The newspaper notes that most states, including New Jersey, have had laws for decades that protect health-care workers who have moral objections to participating in abortions. Federal laws also require that government-funded facilities allow workers to refuse on ethical grounds.

A lawyer representing the nurses told The Washington Post these laws also protect workers from being involved before and after an abortion.

"All these nurses are asking is that they not have to assist in any part of an abortion case," attorney Matt Bowman said.

Beryl Otieno-Negoje, one of the nurses involved in the lawsuit, explained it this way: "I'm a nurse so I can help people, not help kill, and it just doesn't seem right to me. No health professional should be forced to choose between assisting abortion or being penalized at work."

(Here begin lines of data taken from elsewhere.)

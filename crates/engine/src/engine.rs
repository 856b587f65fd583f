//! Flash-loan arbitrage execution engine.
//!
//! The engine is the borrower half of a flash loan: it initiates the loan,
//! receives the venue's nested synchronous callback, decodes the swap plan,
//! drives the venue adapters hop by hop, repays principal plus fee, and
//! enforces the profit invariant. Execution runs entirely against a scratch
//! fork of the host ledger; the fork is committed only when every gate has
//! passed, so a failed attempt is indistinguishable from nothing having
//! happened.

use std::sync::Arc;

use alloy::primitives::{Address, Bytes, U256};
use chrono::Utc;
use tracing::{debug, info, instrument, warn};

use flashbot_venues::{
    decode_callback_data, encode_callback_data, flash_borrow, AdapterRegistry, CallbackContext,
    ExecutionError, FlashLoanReceiver, Ledger, SwapPlan, VenueDirectory,
};

use crate::audit::{AuditRecord, Journal};
use crate::authority::AuthorityGate;
use crate::config::EngineConfig;
use crate::math;
use crate::session::{LoanSession, SessionSlot};

/// Live host state the engine executes against.
#[derive(Debug)]
pub struct World {
    pub ledger: Ledger,
    pub venues: VenueDirectory,
}

impl World {
    pub fn new(ledger: Ledger, venues: VenueDirectory) -> Self {
        Self { ledger, venues }
    }
}

/// The execution engine.
pub struct ExecutionEngine {
    /// The engine's own identity: loan recipient and swap holder.
    address: Address,
    gate: AuthorityGate,
    min_profit_threshold: U256,
    flash_fee_numerator: u64,
    flash_fee_denominator: u64,
    adapters: AdapterRegistry,
    session: SessionSlot,
    journal: Arc<Journal>,
    /// Audit record staged by a successful callback, published on commit.
    pending_audit: Option<AuditRecord>,
}

impl ExecutionEngine {
    /// Create an engine with the standard adapter set.
    pub fn new(address: Address, authority: Address) -> Self {
        Self {
            address,
            gate: AuthorityGate::new(authority),
            min_profit_threshold: U256::ZERO,
            flash_fee_numerator: math::DEFAULT_FLASH_FEE_NUMERATOR,
            flash_fee_denominator: math::DEFAULT_FLASH_FEE_DENOMINATOR,
            adapters: AdapterRegistry::standard(),
            session: SessionSlot::new(),
            journal: Arc::new(Journal::new()),
            pending_audit: None,
        }
    }

    /// Build an engine from configuration.
    pub fn from_config(config: &EngineConfig) -> Self {
        Self::new(config.engine_address, config.authority)
            .with_min_profit(config.min_profit_threshold)
            .with_fee_rate(config.flash_fee_numerator, config.flash_fee_denominator)
    }

    /// Set the minimum profit threshold.
    pub fn with_min_profit(mut self, threshold: U256) -> Self {
        self.min_profit_threshold = threshold;
        self
    }

    /// Set the fixed-rate fee convention.
    pub fn with_fee_rate(mut self, numerator: u64, denominator: u64) -> Self {
        self.flash_fee_numerator = numerator;
        self.flash_fee_denominator = denominator;
        self
    }

    /// Share a journal with other components.
    pub fn with_journal(mut self, journal: Arc<Journal>) -> Self {
        self.journal = journal;
        self
    }

    pub fn address(&self) -> Address {
        self.address
    }

    pub fn authority(&self) -> Address {
        self.gate.authority()
    }

    pub fn min_profit_threshold(&self) -> U256 {
        self.min_profit_threshold
    }

    pub fn journal(&self) -> Arc<Journal> {
        Arc::clone(&self.journal)
    }

    /// Initiate a flash-loan arbitrage attempt.
    ///
    /// Synchronous and atomic: by the time this returns, the whole
    /// borrow → callback → swap → repay sequence has either fully committed
    /// to the live ledger or left it untouched.
    #[instrument(skip(self, world, plan_payload), fields(venue = %lending_venue, asset = %asset))]
    pub fn initiate_arbitrage(
        &mut self,
        caller: Address,
        world: &mut World,
        lending_venue: Address,
        asset: Address,
        amount: U256,
        plan_payload: Bytes,
    ) -> Result<AuditRecord, ExecutionError> {
        self.gate.ensure(caller)?;

        let (token0, token1) = world.venues.asset_pair(lending_venue)?;
        if asset != token0 && asset != token1 {
            return Err(ExecutionError::AssetNotInVenue {
                venue: lending_venue,
                asset,
            });
        }

        // Occupying the slot is also the engine-wide reentrancy guard.
        self.session
            .begin(LoanSession::new(lending_venue, asset, amount, caller))?;
        info!(amount = %amount, "initiating flash loan");

        // The plan payload is passed through untouched; it is only decoded
        // inside the callback.
        let callback_data = encode_callback_data(asset, amount, plan_payload);
        let mut scratch = world.ledger.fork();
        let result = flash_borrow(
            &mut scratch,
            &world.venues,
            lending_venue,
            self.address,
            self.address,
            asset,
            amount,
            callback_data,
            self,
        );

        // Invalidate the session on every exit path.
        self.session.clear();

        match result {
            Ok(()) => {
                let record = self
                    .pending_audit
                    .take()
                    // Set by every successful callback; absence means the
                    // venue skipped the callback entirely.
                    .ok_or(ExecutionError::NoActiveSession)?;
                world.ledger = scratch;
                self.journal.record(&record);
                Ok(record)
            }
            Err(e) => {
                self.pending_audit = None;
                warn!(error = %e, "execution aborted, scratch state discarded");
                Err(e)
            }
        }
    }

    /// Set the minimum profit threshold (authority only).
    pub fn set_min_profit_threshold(
        &mut self,
        caller: Address,
        threshold: U256,
    ) -> Result<(), ExecutionError> {
        self.gate.ensure(caller)?;
        info!(old = %self.min_profit_threshold, new = %threshold, "profit threshold updated");
        self.min_profit_threshold = threshold;
        Ok(())
    }

    /// Grant a venue a spend allowance over the engine's holdings
    /// (authority only).
    pub fn approve_venue(
        &self,
        caller: Address,
        world: &mut World,
        asset: Address,
        venue: Address,
        amount: U256,
    ) -> Result<(), ExecutionError> {
        self.gate.ensure(caller)?;
        world.venues.resolve(venue)?;
        world.ledger.approve(asset, self.address, venue, amount);
        debug!(asset = %asset, venue = %venue, amount = %amount, "venue approved");
        Ok(())
    }

    /// Revoke a venue's spend allowance (authority only).
    pub fn revoke_venue(
        &self,
        caller: Address,
        world: &mut World,
        asset: Address,
        venue: Address,
    ) -> Result<(), ExecutionError> {
        self.approve_venue(caller, world, asset, venue, U256::ZERO)
    }

    /// Withdraw held assets to a recipient (authority only).
    pub fn withdraw(
        &self,
        caller: Address,
        world: &mut World,
        asset: Address,
        to: Address,
        amount: U256,
    ) -> Result<(), ExecutionError> {
        self.gate.ensure(caller)?;
        if to == Address::ZERO {
            return Err(ExecutionError::InvalidTarget);
        }
        let outcome = world.ledger.transfer(asset, self.address, to, amount)?;
        if !outcome.is_success() {
            return Err(ExecutionError::TransferFailed(asset));
        }
        info!(asset = %asset, to = %to, amount = %amount, "withdrawal");
        Ok(())
    }

    /// Transfer the authority (authority only).
    pub fn transfer_authority(
        &mut self,
        caller: Address,
        new_authority: Address,
    ) -> Result<(), ExecutionError> {
        self.gate.transfer(caller, new_authority)
    }
}

impl FlashLoanReceiver for ExecutionEngine {
    /// The loan callback: every step is a hard gate, and any failure voids
    /// the whole execution.
    fn on_flash_loan(
        &mut self,
        ledger: &mut Ledger,
        venues: &VenueDirectory,
        ctx: CallbackContext,
    ) -> Result<(), ExecutionError> {
        // Gate 1: the caller must be exactly the recorded lending venue.
        let session = *self.session.active()?;
        if ctx.caller != session.lending_venue {
            return Err(ExecutionError::InvalidCallbackOrigin {
                expected: session.lending_venue,
                got: ctx.caller,
            });
        }

        // Gate 2: venue families that report an initiator must report us.
        if let Some(initiator) = ctx.initiator {
            if initiator != self.address {
                return Err(ExecutionError::SpoofedInitiator(initiator));
            }
        }

        // Header produced by this engine at initiation; the only untrusted
        // input at this point is the caller identity checked above.
        let (asset, amount, plan_bytes) = decode_callback_data(&ctx.data)?;

        // The principal has just been credited, so holdings cover it and
        // the subtraction cannot wrap.
        let holdings = ledger.balance_of(asset, self.address);
        let balance_before = holdings
            .checked_sub(amount)
            .ok_or(ExecutionError::ArithmeticOverflow("pre-loan balance"))?;

        let plan = SwapPlan::decode(&plan_bytes)?;
        debug!(hops = plan.hops.len(), "swap plan decoded");

        // Drive the hops. The amount fed into a later hop is the observed
        // balance delta of its input asset, never the prior hop's nominal
        // return: fee-on-transfer assets under-deliver relative to it.
        let mut amount_in = amount;
        for hop in plan.hops.iter() {
            let adapter = self.adapters.adapter_for(hop.venue_kind)?;
            let out_before = ledger.balance_of(hop.token_out, self.address);
            adapter.execute(ledger, venues, hop, self.address, amount_in)?;
            let out_after = ledger.balance_of(hop.token_out, self.address);
            amount_in = out_after
                .checked_sub(out_before)
                .ok_or(ExecutionError::ArithmeticOverflow("hop delta"))?;
        }

        // Repayment owed under the venue's fee model: declared when the
        // venue reports it, fixed-rate otherwise.
        let amount_owed = match ctx.declared_fee {
            Some(fee) => math::declared_fee_repayment(amount, fee)?,
            None => math::fixed_rate_repayment(
                amount,
                self.flash_fee_numerator,
                self.flash_fee_denominator,
            )?,
        };
        let outcome = ledger.transfer(asset, self.address, session.lending_venue, amount_owed)?;
        if !outcome.is_success() {
            return Err(ExecutionError::TransferFailed(asset));
        }

        let balance_after = ledger.balance_of(asset, self.address);
        let profit = math::checked_profit(balance_after, balance_before)?;
        if profit < self.min_profit_threshold {
            return Err(ExecutionError::ProfitBelowThreshold {
                profit,
                threshold: self.min_profit_threshold,
            });
        }

        // Safe: owed is principal plus a non-negative fee.
        let fee_paid = amount_owed
            .checked_sub(amount)
            .ok_or(ExecutionError::ArithmeticOverflow("fee paid"))?;
        self.pending_audit = Some(AuditRecord {
            venue: session.lending_venue,
            asset,
            amount_borrowed: amount,
            fee_paid,
            profit,
            timestamp: Utc::now(),
        });
        self.session.settle();
        Ok(())
    }
}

For its part, the University Hospital says it is in full compliance with the law, and that no nurse is required to have any direct involvement or be present in the room during a procedure that is against his or her values or beliefs.

"The pre- and post-operative care provided to these patients is the same nature as that provided to patients who have undergone other surgical procedures," Edward Deutsch, a lawyer for the hospital, said in an e-mail.

According to The Star-Ledger, the case raises the question of how to define assisting in an abortion. Nurses could be considered assisting, for example, even if they take down a name or walk a patient to the door, lawyer Demetrios Stratis told the newspaper.

"If they did that, they'd be helping to make it happen," Mr. Stratis said.

Up to what point should health-care workers be allowed to refuse involvement?